Memburu Parakang

Muhammad Naufal Monsong
Chapter #17

17

Aku ikut ke masjid bersama Ayah. Rasanya aneh. Bukan hanya dari keakraban mendadak dengan orang yang tak sempat hadir menemani keseharianku ini, tapi juga karena lebih dari setengah umurku memang jarang menginjak tempat ibadah.


Dari penuturan Ayah, aku akhirnya tahu bahwa nenek berbahasa asing di sebelahku adalah ibunya Ibu. Wah ... saking lamanya aku tidak bersama mereka, aku jadi tidak ingat kalau pernah punya nenek. Berbahasa daerah pula. Maksudku, selama bersama Kakek, dia hanya mengajakku bicara dengan bahasa Indonesia logat Makassar biasa.


Iqamah dikumandangkan. Aku berwudu, lalu masuk ke barisan jamaah. Perasaan tenang kembali menghampiri ketika aku menempelkan keningku di karpet hijau masjid. Sepertinya ... Tuhan benar-benar merestui perjuanganku meski kini aku sendirian.


Aku kira akan diusir halus setelah selesai salat. Malah sebaliknya. Aku tahu Ayah mulai curiga karena aku sudah menampakkan diri dua kali setelah bertemu dengannya di petepete. Namun, nenek berbahasa darah memaksaku untuk ikut ke rumah.


Aku duduk. Waduh ... ini agak canggung. Padahal ini tempat tinggalku sejak lahir. Interiornya juga tidak berbeda jauh kecuali warna cat dan posisi furnitur. Kamarku bahkan sudah ada, dan dihuni si nenek. Cukup sepi. Lagi-lagi hanya ada mereka bertiga, empat dengan aku yang masih bayi.

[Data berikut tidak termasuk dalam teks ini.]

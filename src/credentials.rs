use anyhow::anyhow;
use aws_sdk_sts::{Client, config::Credentials, types};

use crate::error::{CliError, Result};

/// The source profile's long-term key pair and MFA device serial, used as
/// the calling identity for the session token exchange.
pub struct SourceCredentials {
    credentials: Credentials,
    mfa_serial: String,
}

impl SourceCredentials {
    pub fn new(access_key_id: String, secret_access_key: String, mfa_serial: String) -> Self {
        Self {
            credentials: Credentials::new(
                access_key_id,
                secret_access_key,
                None,
                None,
                "aws-mfa-session",
            ),
            mfa_serial,
        }
    }

    pub fn mfa_serial(&self) -> &str {
        &self.mfa_serial
    }

    /// Exchanges the one-time MFA code for temporary session credentials.
    /// The reply is returned exactly as STS issued it, expiration included.
    pub async fn get_session_token(&self, code: &str, duration: u32) -> Result<types::Credentials> {
        let config = aws_config::from_env()
            .credentials_provider(self.credentials.clone())
            .load()
            .await;

        Client::new(&config)
            .get_session_token()
            .duration_seconds(duration as i32)
            .serial_number(&self.mfa_serial)
            .token_code(code)
            .send()
            .await
            .map_err(|err| CliError::Exchange(anyhow::Error::new(err)))?
            .credentials()
            .cloned()
            .ok_or_else(|| CliError::Exchange(anyhow!("no credentials in the STS reply")))
    }
}
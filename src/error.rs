//! Failure taxonomy for the refresh pipeline.
//!
//! Every stage returns a tagged error; nothing in the pipeline terminates
//! the process itself. The driver in `main` maps any variant to a printed
//! message and a non-zero exit.

use std::io;
use std::path::PathBuf;

/// A fatal, run-ending error. One variant per failure kind.
#[derive(thiserror::Error, Debug)]
pub enum CliError {
    /// The credentials file could not be read.
    #[error("could not read the credentials file {path:?}: {source}")]
    Read { path: PathBuf, source: io::Error },

    /// The credentials file or its backup could not be written.
    #[error("could not write {path:?}: {source}")]
    Write { path: PathBuf, source: io::Error },

    /// The credentials file is not valid INI text.
    #[error("could not parse the credentials file {path:?}: {reason}")]
    Parse { path: PathBuf, reason: String },

    /// The source profile section is absent from the file.
    #[error("could not find the source profile '{name}' in the credentials file")]
    MissingProfile { name: String },

    /// A required value is absent or empty, in the file or the options.
    #[error("the {context} does not have a '{field}' value")]
    MissingField { context: String, field: String },

    /// The session token exchange with STS failed.
    #[error("failed to exchange the MFA code for session credentials: {0:#}")]
    Exchange(anyhow::Error),

    /// `~` could not be expanded because no home directory was found.
    #[error("could not determine the home directory")]
    NoHomeDir,
}

pub type Result<T> = std::result::Result<T, CliError>;
//! Command-line interface definitions.

use clap::Parser;

/// AWS MFA session credential refresher.
///
/// Exchanges an MFA code for temporary session credentials using the
/// long-term keys stored in the source profile, then writes the temporary
/// credentials into the destination profile of the same credentials file.
#[derive(Parser, Debug)]
#[command(author, version, about)]
pub struct Args {
    /// The code from the MFA device
    #[arg(short = 'c', long)]
    pub mfa_code: String,

    /// The profile holding the long-term keys and MFA serial
    #[arg(short = 's', long, default_value = "default")]
    pub source_profile: String,

    /// The profile to update with the session credentials
    #[arg(short = 'm', long, default_value = "mfa")]
    pub mfa_profile: String,

    /// The credentials file to update
    #[arg(
        short = 'f',
        long,
        env = "AWS_SHARED_CREDENTIALS_FILE",
        default_value = "~/.aws/credentials"
    )]
    pub file: String,

    /// Session duration in seconds (900-129600)
    #[arg(
        short = 'd',
        long,
        env = "AWS_SESSION_DURATION",
        default_value = "43200",
        value_parser = clap::value_parser!(u32).range(900..=129600)
    )]
    pub duration: u32,

    /// Display verbose logging
    #[arg(short = 'v', long)]
    pub verbose: bool,

    /// Create a backup of the credentials file before updating it
    #[arg(short = 'b', long)]
    pub backup: bool,

    /// Suffix to use for the backup file
    #[arg(short = 'S', long, default_value = ".BACKUP")]
    pub backup_suffix: String,
}
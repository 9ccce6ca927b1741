//! Channel-backed topics, subscriptions and their delivery workers.

use std::sync::atomic::{AtomicBool, AtomicU64, Ordering};
use std::sync::{Arc, Weak};

use async_trait::async_trait;
use courier_core::{AckState, Message, MessageStream, PubSubError, Publisher, Subscriber};
use dashmap::DashMap;
use futures_util::future::join_all;
use tokio::sync::{mpsc, oneshot};
use tokio_util::sync::CancellationToken;
use tokio_util::task::TaskTracker;
use tracing::{debug, warn};

use super::config::{ChannelConfig, RedeliveryPolicy};

/// A message queued for one subscription, with an optional completion signal
/// for publishers that wait for the subscriber's verdict.
struct Delivery {
    msg: Message,
    done: Option<oneshot::Sender<()>>,
}

/// Publisher-side view of a subscription.
///
/// The inbox is unbounded so staging never waits on a slow consumer; the
/// subscription's worker drains it into the bounded output channel.
#[derive(Clone)]
struct SubscriptionHandle {
    id: u64,
    inbox: mpsc::UnboundedSender<Delivery>,
    token: CancellationToken,
}

impl SubscriptionHandle {
    /// Queues `msg` behind everything staged earlier. Returns `false` once the
    /// subscription has ended.
    fn stage(&self, msg: Message, done: Option<oneshot::Sender<()>>) -> bool {
        !self.token.is_cancelled() && self.inbox.send(Delivery { msg, done }).is_ok()
    }
}

#[derive(Default)]
struct TopicState {
    subscribers: Vec<SubscriptionHandle>,
    history: Vec<Message>,
}

struct Inner {
    config: ChannelConfig,
    topics: DashMap<String, TopicState>,
    closing: CancellationToken,
    closed: AtomicBool,
    tasks: TaskTracker,
    next_id: AtomicU64,
}

// ---------------------------------------------------------------------------
// ChannelPubSub
// ---------------------------------------------------------------------------

/// In-process transport. Cheap to clone; clones share topics and subscriptions.
#[derive(Clone)]
pub struct ChannelPubSub {
    inner: Arc<Inner>,
}

impl ChannelPubSub {
    #[must_use]
    pub fn new(config: ChannelConfig) -> Self {
        Self {
            inner: Arc::new(Inner {
                config,
                topics: DashMap::new(),
                closing: CancellationToken::new(),
                closed: AtomicBool::new(false),
                tasks: TaskTracker::new(),
                next_id: AtomicU64::new(1),
            }),
        }
    }

    /// Number of live subscriptions on `topic`.
    #[must_use]
    pub fn subscriber_count(&self, topic: &str) -> usize {
        self.inner
            .topics
            .get(topic)
            .map_or(0, |state| state.subscribers.len())
    }

    #[must_use]
    pub fn is_closed(&self) -> bool {
        self.inner.closed.load(Ordering::Acquire)
    }

    /// Ends every subscription and waits for all delivery workers to exit.
    ///
    /// Idempotent. Publishing and subscribing fail afterwards.
    pub async fn close(&self) {
        if self.inner.closed.swap(true, Ordering::AcqRel) {
            self.inner.tasks.wait().await;
            return;
        }
        debug!("closing in-process pub/sub");
        self.inner.closing.cancel();
        self.inner.tasks.close();
        self.inner.tasks.wait().await;
        self.inner.topics.clear();
    }

    /// Waits until the subscription behind `token` has resolved a delivery,
    /// or has ended.
    async fn wait_for_verdict(&self, token: CancellationToken, done: oneshot::Receiver<()>) {
        tokio::select! {
            _ = done => {}
            () = token.cancelled() => {}
            () = self.inner.closing.cancelled() => {}
        }
    }
}

impl Default for ChannelPubSub {
    fn default() -> Self {
        Self::new(ChannelConfig::default())
    }
}

#[async_trait]
impl Publisher for ChannelPubSub {
    async fn publish(&self, topic: &str, messages: Vec<Message>) -> Result<(), PubSubError> {
        if self.is_closed() {
            return Err(PubSubError::Closed);
        }
        let persistent = self.inner.config.persistent;
        let wait_for_ack = self.inner.config.block_publish_until_subscriber_ack;

        for msg in messages {
            let mut verdicts = Vec::new();
            // Staging happens under the entry guard, so history and every
            // subscription see one order per topic. The guard is released
            // before any await.
            let staged = {
                let mut state = self.inner.topics.entry(topic.to_string()).or_default();
                if persistent {
                    state.history.push(msg.copy());
                }
                let mut staged = 0_usize;
                for sub in &state.subscribers {
                    let (done, verdict) = if wait_for_ack {
                        let (tx, rx) = oneshot::channel();
                        (Some(tx), Some((sub.token.clone(), rx)))
                    } else {
                        (None, None)
                    };
                    if sub.stage(msg.copy(), done) {
                        staged += 1;
                        verdicts.extend(verdict);
                    } else {
                        debug!(topic, subscription = sub.id, "subscription gone, skipping delivery");
                    }
                }
                staged
            };
            if staged == 0 {
                debug!(topic, message_uuid = %msg.uuid(), persistent, "no subscribers for message");
                continue;
            }
            if !verdicts.is_empty() {
                join_all(
                    verdicts
                        .into_iter()
                        .map(|(token, done)| self.wait_for_verdict(token, done)),
                )
                .await;
            }
        }
        Ok(())
    }

    async fn close(&self) -> Result<(), PubSubError> {
        ChannelPubSub::close(self).await;
        Ok(())
    }
}

#[async_trait]
impl Subscriber for ChannelPubSub {
    async fn subscribe(&self, topic: &str, ctx: CancellationToken) -> Result<MessageStream, PubSubError> {
        if self.is_closed() {
            return Err(PubSubError::Closed);
        }
        let id = self.inner.next_id.fetch_add(1, Ordering::Relaxed);
        let token = ctx.child_token();
        let (inbox_tx, inbox_rx) = mpsc::unbounded_channel();
        let (output_tx, output_rx) = mpsc::channel(self.inner.config.output_channel_buffer.max(1));

        // Registration and history snapshot happen under one guard, so every
        // message is either replayed or delivered live, never both.
        let replay = {
            let mut state = self.inner.topics.entry(topic.to_string()).or_default();
            state.subscribers.push(SubscriptionHandle {
                id,
                inbox: inbox_tx,
                token: token.clone(),
            });
            state.history.iter().map(Message::copy).collect::<Vec<_>>()
        };
        debug!(topic, subscription = id, replayed = replay.len(), "subscribed");

        let worker = DeliveryWorker {
            id,
            topic: topic.to_string(),
            pubsub: Arc::downgrade(&self.inner),
            token,
            closing: self.inner.closing.clone(),
            redelivery: self.inner.config.redelivery,
            inbox: inbox_rx,
            output: output_tx,
        };
        self.inner.tasks.spawn(worker.run(replay));
        Ok(output_rx)
    }

    async fn close(&self) -> Result<(), PubSubError> {
        ChannelPubSub::close(self).await;
        Ok(())
    }
}

// ---------------------------------------------------------------------------
// DeliveryWorker
// ---------------------------------------------------------------------------

/// Feeds one subscription: replayed history first, then live messages, one at
/// a time, waiting for each to be resolved.
struct DeliveryWorker {
    id: u64,
    topic: String,
    pubsub: Weak<Inner>,
    token: CancellationToken,
    closing: CancellationToken,
    redelivery: RedeliveryPolicy,
    inbox: mpsc::UnboundedReceiver<Delivery>,
    output: mpsc::Sender<Message>,
}

impl DeliveryWorker {
    async fn run(mut self, replay: Vec<Message>) {
        let mut open = true;
        for msg in replay {
            if !self.deliver(&msg).await {
                open = false;
                break;
            }
        }

        while open {
            let delivery = tokio::select! {
                biased;
                () = self.token.cancelled() => break,
                () = self.closing.cancelled() => break,
                delivery = self.inbox.recv() => match delivery {
                    Some(delivery) => delivery,
                    None => break,
                },
            };
            open = self.deliver(&delivery.msg).await;
            if let Some(done) = delivery.done {
                let _ = done.send(());
            }
        }

        self.token.cancel();
        if let Some(inner) = self.pubsub.upgrade() {
            if let Some(mut state) = inner.topics.get_mut(&self.topic) {
                state.subscribers.retain(|sub| sub.id != self.id);
            }
        }
        debug!(topic = %self.topic, subscription = self.id, "subscription ended");
    }

    /// Hands `msg` to the consumer until it is resolved. Returns `false` once
    /// the subscription should stop.
    async fn deliver(&self, msg: &Message) -> bool {
        let mut redeliveries = 0;
        loop {
            let mut attempt = msg.copy();
            attempt.set_context(self.token.child_token());
            let mut watcher = attempt.ack_watcher();

            let sent = tokio::select! {
                biased;
                () = self.token.cancelled() => false,
                () = self.closing.cancelled() => false,
                result = self.output.send(attempt) => result.is_ok(),
            };
            if !sent {
                return false;
            }

            let outcome = tokio::select! {
                biased;
                () = self.token.cancelled() => return false,
                () = self.closing.cancelled() => return false,
                outcome = watcher.wait() => outcome,
            };

            match (outcome, self.redelivery) {
                (Some(AckState::Acked), _) => return true,
                (Some(AckState::Nacked), RedeliveryPolicy::Immediate { max_attempts })
                    if redeliveries < max_attempts =>
                {
                    redeliveries += 1;
                    debug!(
                        topic = %self.topic,
                        message_uuid = %msg.uuid(),
                        redeliveries,
                        "message nacked, redelivering"
                    );
                }
                (Some(_), _) => {
                    warn!(topic = %self.topic, message_uuid = %msg.uuid(), "message nacked, not redelivered");
                    return true;
                }
                (None, _) => {
                    debug!(topic = %self.topic, message_uuid = %msg.uuid(), "delivery abandoned by consumer");
                    return true;
                }
            }
        }
    }
}

// ---------------------------------------------------------------------------
// Tests
// ---------------------------------------------------------------------------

Aku tidak yakin, tapi sepertinya si nenek berseru dalam bahasa daerah menyuruh Ibu untuk memasak. Nenek itu duduk. Kini aku bersamanya dan Ayah di ruang tamu, disaksikan oleh kumpulan foto lawas di dinding. Nenek itu bicara, dan Ayah sebagai penerjemah.


Ayah tersenyum. “Nenek mau tahu Adek ini siapa. Apakah keluarga atau memang hanya kebetulan mirip?”

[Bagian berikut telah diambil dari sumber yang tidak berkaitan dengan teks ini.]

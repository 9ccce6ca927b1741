//! Configuration for the in-process transport.

use serde::Deserialize;

/// What a subscription does after its consumer nacks a delivery.
#[derive(Debug, Clone, Copy, PartialEq, Eq, Default, Deserialize)]
#[serde(tag = "mode", rename_all = "snake_case")]
pub enum RedeliveryPolicy {
    /// A nack is final; the subscription moves on to the next message.
    #[default]
    None,
    /// Resend a fresh copy right away, at most `max_attempts` times.
    Immediate { max_attempts: u32 },
}

/// Settings for [`ChannelPubSub`](super::ChannelPubSub).
#[derive(Debug, Clone, Deserialize)]
#[serde(default)]
pub struct ChannelConfig {
    /// Capacity of each subscription's output stream. Deliveries that do not
    /// fit wait in that subscription's own queue; they never hold back
    /// `publish` or other subscriptions.
    pub output_channel_buffer: usize,
    /// Keep every published message and replay it to later subscribers.
    pub persistent: bool,
    /// Make `publish` return only after every subscriber resolved each message.
    pub block_publish_until_subscriber_ack: bool,
    pub redelivery: RedeliveryPolicy,
}

impl Default for ChannelConfig {
    fn default() -> Self {
        Self {
            output_channel_buffer: 64,
            persistent: false,
            block_publish_until_subscriber_ack: false,
            redelivery: RedeliveryPolicy::None,
        }
    }
}
//! Transport contracts: anything that can publish to or subscribe from topics.
//!
//! The router only talks to transports through these two traits. Concrete
//! brokers (in-process channels, network brokers) implement one or both.

use async_trait::async_trait;
use tokio::sync::mpsc;
use tokio_util::sync::CancellationToken;

use crate::message::Message;

/// Stream of deliveries for one subscription.
///
/// The stream ends when the subscription context is cancelled or the
/// transport is closed. Every received message must be acked or nacked.
pub type MessageStream = mpsc::Receiver<Message>;

/// Errors reported by transports.
#[derive(Debug, thiserror::Error)]
pub enum PubSubError {
    #[error("pub/sub is closed")]
    Closed,
    #[error("topic `{topic}` rejected the publish: {reason}")]
    Rejected { topic: String, reason: String },
    #[error("transport error: {0}")]
    Backend(#[source] Box<dyn std::error::Error + Send + Sync>),
}

/// Publishes messages to named topics.
#[async_trait]
pub trait Publisher: Send + Sync {
    /// Publishes `messages` to `topic` in order.
    ///
    /// # Errors
    ///
    /// Returns an error if the transport cannot accept the messages (for
    /// example because it was closed).
    async fn publish(&self, topic: &str, messages: Vec<Message>) -> Result<(), PubSubError>;

    /// Releases publisher resources. Publishing afterwards fails.
    async fn close(&self) -> Result<(), PubSubError>;
}

/// Subscribes to named topics.
#[async_trait]
pub trait Subscriber: Send + Sync {
    /// Opens a subscription on `topic` that lives until `ctx` is cancelled.
    ///
    /// # Errors
    ///
    /// Returns an error if the subscription cannot be established.
    async fn subscribe(
        &self,
        topic: &str,
        ctx: CancellationToken,
    ) -> Result<MessageStream, PubSubError>;

    /// Ends every open subscription and releases subscriber resources.
    async fn close(&self) -> Result<(), PubSubError>;
}
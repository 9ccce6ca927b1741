//! Panic recovery middleware.
//!
//! Converts a panic raised by the wrapped handler, either while building its
//! future or while polling it, into [`HandlerError::Panicked`].

use std::any::Any;
use std::fmt;
use std::panic::AssertUnwindSafe;
use std::sync::Arc;
use std::task::{Context, Poll};

use courier_core::Message;
use futures_util::FutureExt;
use tower::{Layer, Service};
use tracing::error;

use crate::error::HandlerError;
use crate::handler::{message_handler_name, HandlerFuture};

type PanicHook = Arc<dyn Fn(&str) + Send + Sync>;

#[derive(Clone, Default)]
pub struct RecovererLayer {
    on_panic: Option<PanicHook>,
}

impl RecovererLayer {
    #[must_use]
    pub fn new() -> Self {
        Self::default()
    }

    /// Registers a callback invoked with the handler name for every recovered
    /// panic.
    #[must_use]
    pub fn on_panic(mut self, hook: impl Fn(&str) + Send + Sync + 'static) -> Self {
        self.on_panic = Some(Arc::new(hook));
        self
    }
}

impl fmt::Debug for RecovererLayer {
    fn fmt(&self, f: &mut fmt::Formatter<'_>) -> fmt::Result {
        f.debug_struct("RecovererLayer")
            .field("on_panic", &self.on_panic.is_some())
            .finish()
    }
}

impl<S> Layer<S> for RecovererLayer {
    type Service = RecovererService<S>;

    fn layer(&self, inner: S) -> Self::Service {
        RecovererService {
            inner,
            on_panic: self.on_panic.clone(),
        }
    }
}

#[derive(Clone)]
pub struct RecovererService<S> {
    inner: S,
    on_panic: Option<PanicHook>,
}

impl<S> Service<Message> for RecovererService<S>
where
    S: Service<Message, Response = Vec<Message>, Error = HandlerError> + Send,
    S::Future: Send + 'static,
{
    type Response = Vec<Message>;
    type Error = HandlerError;
    type Future = HandlerFuture;

    fn poll_ready(&mut self, cx: &mut Context<'_>) -> Poll<Result<(), Self::Error>> {
        self.inner.poll_ready(cx)
    }

    fn call(&mut self, msg: Message) -> Self::Future {
        let uuid = msg.uuid().to_owned();
        let handler = message_handler_name(&msg).unwrap_or_default().to_owned();
        let on_panic = self.on_panic.clone();
        let fut = match std::panic::catch_unwind(AssertUnwindSafe(|| self.inner.call(msg))) {
            Ok(fut) => fut,
            Err(payload) => {
                let err = panicked(&uuid, &handler, on_panic.as_ref(), payload.as_ref());
                return Box::pin(async move { Err(err) });
            }
        };
        Box::pin(async move {
            match AssertUnwindSafe(fut).catch_unwind().await {
                Ok(result) => result,
                Err(payload) => Err(panicked(&uuid, &handler, on_panic.as_ref(), payload.as_ref())),
            }
        })
    }
}

fn panicked(uuid: &str, handler: &str, on_panic: Option<&PanicHook>, payload: &(dyn Any + Send)) -> HandlerError {
    let message = if let Some(s) = payload.downcast_ref::<&str>() {
        (*s).to_string()
    } else if let Some(s) = payload.downcast_ref::<String>() {
        s.clone()
    } else {
        "unknown panic payload".to_string()
    };
    error!(message_uuid = %uuid, handler, panic = %message, "handler panicked");
    if let Some(hook) = on_panic {
        hook(handler);
    }
    HandlerError::Panicked { message }
}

“Ah iya, Pak.” Aku terkekeh. “Kita memang cuma kebetulan mirip.”


“Siapa namanya, Dek?”


“Mardi,” jawabku.


Aku tidak boleh bilang Iswandi. Bisa-bisa aku dianggap punya maksud tertentu meniru nama anak mereka. Pun nama Kakek tidak boleh kugunakan karena berisiko dianggap stalker.


Tunggu ... Kakek?


Waduh! Kenapa aku bisa lupa kalau Kakek juga keluargaku? Itu artinya, dia bisa pulang ke sini kapan saja, ‘kan? Bisa jadi lima menit lagi.


Namun, aku tidak bisa berkutik ketika Ibu keluar membawa sewadah mi instan dan sebakul nasi putih. Gawat. Aku terjebak di sini. Bukan hanya karena aku lapar, tapi karena si nenek juga memaksaku untuk makan.


Baiklah. Sepertinya tidak masalah aku ikut makan. Lagi pula mana mungkin Kakek menyakiti anak, menantu, dan besannya sendiri?


“Jadi, Mardi ini mahasiswa?” tanya Ibu.


Iye,” jawabku mengangguk.


Ayah menghabiskan suapannya. “Aku kagum dengan mahasiswa sekarang. Mereka benar-benar punya nyali untuk mendesak Pak Harto mundur.”


“Cocok,” cibir Ibu. “Tidak kayak kamu, suka cari aman.”


“Eeeh, jangan salah! Jamanku SMA dulu, kasih kritik sedikit saja besoknya kita tinggal nama. Aku kalaupun punya uang untuk kuliah, pasti tetap main aman saja. Tidak cari risiko.”


Aku hanya tertawa kecil. Wadaw .... Ternyata sifat cari aman dan malas ikut demo ini sudah faktor keturunan.